As expected, Apple’s WWDC 2026 keynote yesterday morning debuted a new, generative AI-powered Siri that Apple claims can significantly extend the capabilities of any human being with a late model iPhone in their pocket. We’ve heard this before, of course, most infamously in Apple’s WWDC keynote of two years ago. Should we believe that this time around they can actually deliver on the promises they made then? I think not, not at least until they can explain in reasonably granular detail how they plan to address what I still see as three glaringly obvious failure modes for their new agentic Siri.
First, to be even remotely usable in a real-world context, Siri’s promised conversational and multimodal capabilities must be 100% reliable. If they are not, we may wind up being held hostage by a tool that can collect and assesses complex data, draw conclusions from that data, and act on those conclusions too fast for us to predict or escape the consequences of any cognitive mistakes they make along the way.
Second, to do for us what Apple promises, to carry out complex multimodal tasks on on our behalf without any oversight or guidance from us beyond an initial natural language request, the new agentic Siri requires full access to the personal data stored on our computing devices, and full control of the applications running on them. Having presumably overseen the testing necessary to assure that Siri’s responses to our requests can be trusted, Apple seems confident that it can grant Siri this level of access and control to its own applications. For third-party applications, though, the situation is more complex. If, for example, Siri needs to schedule an appointment for an iPhone user, it already knows how to access the data in Apple’s calendar app, and how to add additional data to it. If a user chooses another calendar app as their default, Siri must rely on a feature of Apple’s operating systems called App Intents, which Apple describes as follows:
With App Intents, you express your app’s actions and data in a structured way that makes them discoverable by Apple Intelligence and provides deeper integration with system features people use frequently.

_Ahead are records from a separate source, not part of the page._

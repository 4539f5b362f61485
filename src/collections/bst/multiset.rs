//! An ordered collection that keeps repeated keys.
//!
//! A new key equal to keys already present is placed in front of every equal
//! key on its insertion path, so duplicates cluster in the left subtree of
//! their first occurrence. Range queries descend the tree once for each bound
//! and then walk the run, costing O(height + k) for k matches.

use super::cursor::{Cursor, RawIntoIter, RawIter};
use super::raw::RawTree;
use crate::error::Result;
use core::borrow::Borrow;
use core::fmt;
use core::iter::FusedIterator;
use core::mem;

/// An ordered multiset.
///
/// ```
/// use treekit::TreeMultiset;
///
/// let bag = TreeMultiset::from([1, 2, 2, 3, 3, 3]);
/// assert_eq!(bag.count(&3), 3);
/// assert_eq!(bag.count(&4), 0);
///
/// let (lower, upper) = bag.equal_range(&2);
/// assert_eq!(bag.get(lower), Ok(&2));
/// assert_eq!(bag.get(upper), Ok(&3));
/// ```
#[derive(Clone)]
pub struct TreeMultiset<K> {
    tree: RawTree<K, ()>,
}

impl<K> TreeMultiset<K> {
    /// Creates an empty multiset.
    pub const fn new() -> Self {
        Self { tree: RawTree::new() }
    }

    /// Returns the number of elements, counting repeats.
    pub fn len(&self) -> usize {
        self.tree.len()
    }

    /// Returns `true` if the multiset holds no elements.
    pub fn is_empty(&self) -> bool {
        self.tree.is_empty()
    }

    /// Largest number of elements a multiset of this key type can hold.
    pub fn max_size() -> usize {
        RawTree::<K, ()>::max_size()
    }

    /// Removes every element. Invalidates all cursors except `end()`.
    pub fn clear(&mut self) {
        self.tree.clear();
    }

    /// Number of nodes on the longest root-to-leaf path.
    pub fn height(&self) -> usize {
        self.tree.height()
    }

    /// Cursor to the smallest element, or `end()`.
    pub fn begin(&self) -> Cursor {
        self.tree.begin()
    }

    /// The end position.
    pub fn end(&self) -> Cursor {
        Cursor::END
    }

    /// Position after `cursor`; `end()` stays at `end()`.
    pub fn advance(&self, cursor: Cursor) -> Cursor {
        self.tree.advance(cursor)
    }

    /// Position before `cursor`; from `end()` this is the largest element.
    pub fn retreat(&self, cursor: Cursor) -> Cursor {
        self.tree.retreat(cursor)
    }

    /// Element under `cursor`.
    ///
    /// # Errors
    /// [`Error::InvalidCursor`](crate::Error::InvalidCursor) at `end()` or for
    /// an erased element.
    pub fn get(&self, cursor: Cursor) -> Result<&K> {
        self.tree.entry(cursor).map(|(key, ())| key)
    }

    /// Erases exactly the element under `cursor`, leaving equal elements in
    /// place, and returns the position after it.
    ///
    /// Erasing `end()` or an already erased element does nothing and returns
    /// `end()`.
    pub fn erase(&mut self, cursor: Cursor) -> Cursor {
        self.tree.erase_at(cursor).0
    }

    /// Smallest element.
    pub fn first(&self) -> Option<&K> {
        self.tree.first().map(|id| &self.tree.node(id).key)
    }

    /// Largest element.
    pub fn last(&self) -> Option<&K> {
        self.tree.last().map(|id| &self.tree.node(id).key)
    }

    /// Removes and returns one smallest element.
    pub fn pop_first(&mut self) -> Option<K> {
        self.tree.pop_first().map(|(key, ())| key)
    }

    /// Removes and returns one largest element.
    pub fn pop_last(&mut self) -> Option<K> {
        self.tree.pop_last().map(|(key, ())| key)
    }

    /// In-order iterator; equal elements appear once per occurrence.
    pub fn iter(&self) -> Iter<'_, K> {
        Iter {
            inner: self.tree.iter(),
        }
    }
}

impl<K: Ord> TreeMultiset<K> {
    /// Builds a multiset from an initial sequence, checking its length first.
    ///
    /// # Errors
    /// [`Error::CapacityExceeded`](crate::Error::CapacityExceeded) when the
    /// sequence is longer than [`max_size`](Self::max_size). Nothing is
    /// allocated in that case.
    pub fn try_from_items<I>(items: I) -> Result<Self>
    where
        I: IntoIterator<Item = K>,
        I::IntoIter: ExactSizeIterator,
    {
        let items = items.into_iter();
        RawTree::<K, ()>::check_capacity(items.len())?;
        Ok(items.collect())
    }

    /// Inserts `key`, always adding a new element.
    pub fn insert(&mut self, key: K) -> Cursor {
        Cursor::at(self.tree.insert_multi(key, ()))
    }

    /// Inserts every key. Each result is `(cursor, true)`.
    pub fn insert_many<I>(&mut self, keys: I) -> Vec<(Cursor, bool)>
    where
        I: IntoIterator<Item = K>,
    {
        keys.into_iter().map(|key| (self.insert(key), true)).collect()
    }

    /// Number of elements equal to `key`.
    pub fn count<Q>(&self, key: &Q) -> usize
    where
        K: Borrow<Q>,
        Q: Ord + ?Sized,
    {
        self.range_of(key).len()
    }

    /// Cursor to some element equal to `key`, or `end()`.
    pub fn find<Q>(&self, key: &Q) -> Cursor
    where
        K: Borrow<Q>,
        Q: Ord + ?Sized,
    {
        Cursor::new(self.tree.search(key))
    }

    /// Returns `true` if an element equal to `key` is present.
    pub fn contains<Q>(&self, key: &Q) -> bool
    where
        K: Borrow<Q>,
        Q: Ord + ?Sized,
    {
        self.tree.search(key).is_some()
    }

    /// Cursor to the first element not less than `key`, or `end()`.
    pub fn lower_bound<Q>(&self, key: &Q) -> Cursor
    where
        K: Borrow<Q>,
        Q: Ord + ?Sized,
    {
        Cursor::new(self.tree.lower_bound(key))
    }

    /// Cursor to the first element greater than `key`, or `end()`.
    pub fn upper_bound<Q>(&self, key: &Q) -> Cursor
    where
        K: Borrow<Q>,
        Q: Ord + ?Sized,
    {
        Cursor::new(self.tree.upper_bound(key))
    }

    /// `(lower_bound(key), upper_bound(key))`: the half-open run of elements
    /// equal to `key`. Both cursors are equal when there is none.
    pub fn equal_range<Q>(&self, key: &Q) -> (Cursor, Cursor)
    where
        K: Borrow<Q>,
        Q: Ord + ?Sized,
    {
        (self.lower_bound(key), self.upper_bound(key))
    }

    /// In-order iterator over the elements equal to `key`.
    pub fn range_of<Q>(&self, key: &Q) -> Iter<'_, K>
    where
        K: Borrow<Q>,
        Q: Ord + ?Sized,
    {
        Iter {
            inner: self
                .tree
                .iter_between(self.tree.lower_bound(key), self.tree.upper_bound(key)),
        }
    }

    /// Moves every element of `other` into `self`, leaving `other` empty.
    pub fn merge(&mut self, other: &mut Self) {
        debug_event!(incoming = other.len(), len = self.len(), "merging tree multiset");
        for key in mem::take(other) {
            self.tree.insert_multi(key, ());
        }
    }

    #[doc(hidden)]
    pub fn check_invariants(&self) -> core::result::Result<(), &'static str> {
        self.tree.check_invariants(false)
    }
}

impl<K> Default for TreeMultiset<K> {
    fn default() -> Self {
        Self::new()
    }
}

impl<K: fmt::Debug> fmt::Debug for TreeMultiset<K> {
    fn fmt(&self, f: &mut fmt::Formatter<'_>) -> fmt::Result {
        f.debug_list().entries(self.iter()).finish()
    }
}

impl<K: PartialEq> PartialEq for TreeMultiset<K> {
    fn eq(&self, other: &Self) -> bool {
        self.len() == other.len() && self.iter().eq(other.iter())
    }
}

impl<K: Eq> Eq for TreeMultiset<K> {}

impl<K: Ord> FromIterator<K> for TreeMultiset<K> {
    fn from_iter<I: IntoIterator<Item = K>>(iter: I) -> Self {
        let mut bag = Self::new();
        bag.extend(iter);
        bag
    }
}

impl<K: Ord> Extend<K> for TreeMultiset<K> {
    fn extend<I: IntoIterator<Item = K>>(&mut self, iter: I) {
        for key in iter {
            self.insert(key);
        }
    }
}

impl<K: Ord, const N: usize> From<[K; N]> for TreeMultiset<K> {
    fn from(keys: [K; N]) -> Self {
        keys.into_iter().collect()
    }
}

/// Borrowing in-order iterator over a [`TreeMultiset`].
pub struct Iter<'a, K> {
    inner: RawIter<'a, K, ()>,
}

impl<'a, K> Iterator for Iter<'a, K> {
    type Item = &'a K;

    fn next(&mut self) -> Option<&'a K> {
        self.inner.next().map(|(key, ())| key)
    }

    fn size_hint(&self) -> (usize, Option<usize>) {
        self.inner.size_hint()
    }
}

impl<K> DoubleEndedIterator for Iter<'_, K> {
    fn next_back(&mut self) -> Option<Self::Item> {
        self.inner.next_back().map(|(key, ())| key)
    }
}

impl<K> ExactSizeIterator for Iter<'_, K> {}

impl<K> FusedIterator for Iter<'_, K> {}

impl<K> Clone for Iter<'_, K> {
    fn clone(&self) -> Self {
        Self {
            inner: self.inner.clone(),
        }
    }
}

/// Owning in-order iterator over a [`TreeMultiset`].
pub struct IntoIter<K> {
    inner: RawIntoIter<K, ()>,
}

impl<K> Iterator for IntoIter<K> {
    type Item = K;

    fn next(&mut self) -> Option<K> {
        self.inner.next().map(|(key, ())| key)
    }

    fn size_hint(&self) -> (usize, Option<usize>) {
        self.inner.size_hint()
    }
}

impl<K> DoubleEndedIterator for IntoIter<K> {
    fn next_back(&mut self) -> Option<K> {
        self.inner.next_back().map(|(key, ())| key)
    }
}

impl<K> ExactSizeIterator for IntoIter<K> {}

impl<K> FusedIterator for IntoIter<K> {}

impl<K> IntoIterator for TreeMultiset<K> {
    type Item = K;
    type IntoIter = IntoIter<K>;

    fn into_iter(self) -> IntoIter<K> {
        IntoIter {
            inner: RawIntoIter::new(self.tree),
        }
    }
}

impl<'a, K> IntoIterator for &'a TreeMultiset<K> {
    type Item = &'a K;
    type IntoIter = Iter<'a, K>;

    fn into_iter(self) -> Iter<'a, K> {
        self.iter()
    }
}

The problem here is that Apple is imposing a new and potentially expensive burden on third-party developers, Small, independent developers may lack the resources necessary to test and deploy Apple’s new guidelines as soon or as thoroughly as Apple expects, and large corporate developers, those who consider themselves Apple’s peers, may prefer their own cross-platform solutions and ignore Apple’s agentic ambitions for Siri as long as they can. (To be fair, in the continuing absence of any but the most rudimentary cross-platform user-interface standards, this seems likely to be the fate of any platform-specific approach to agentic AI deployment, not just Apple’s.)
These frictions between what Apple expects and what will actually happen may eventually reach some sort of accommodation. At this stage in the large-scale deployment of AI agents, though, an ordinary mortal relying on Siri to schedule a ride to a critical medical appointment in another city, transfer complex documents to multiple clients using different computing platforms, or book a two week travel itinerary to cities on another continent, may find themselves in more trouble than anyone, including Apple, is currently able to predict.
Third, it seems clear that very soon our computing devices will not only know everything about us that can be encompassed by digital databases, but will also be able to act in the world as though they were us without any consent on our part other than the implied consent of activating their agentic functions. What happens if we lose control of such a device? Nothing I’ve heard from Apple or any other company has offered anything to convince me that they’ve fully imagined the consequences of millions of digital Doppelgängers suddenly let loose in the world. Are we really sure we want to be continually subjected to an environment in which Apple and Google get to do the fucking around, and we’re left with no choice but to do the finding out? YMMV, but for my part, I’d at least like to be kissed first.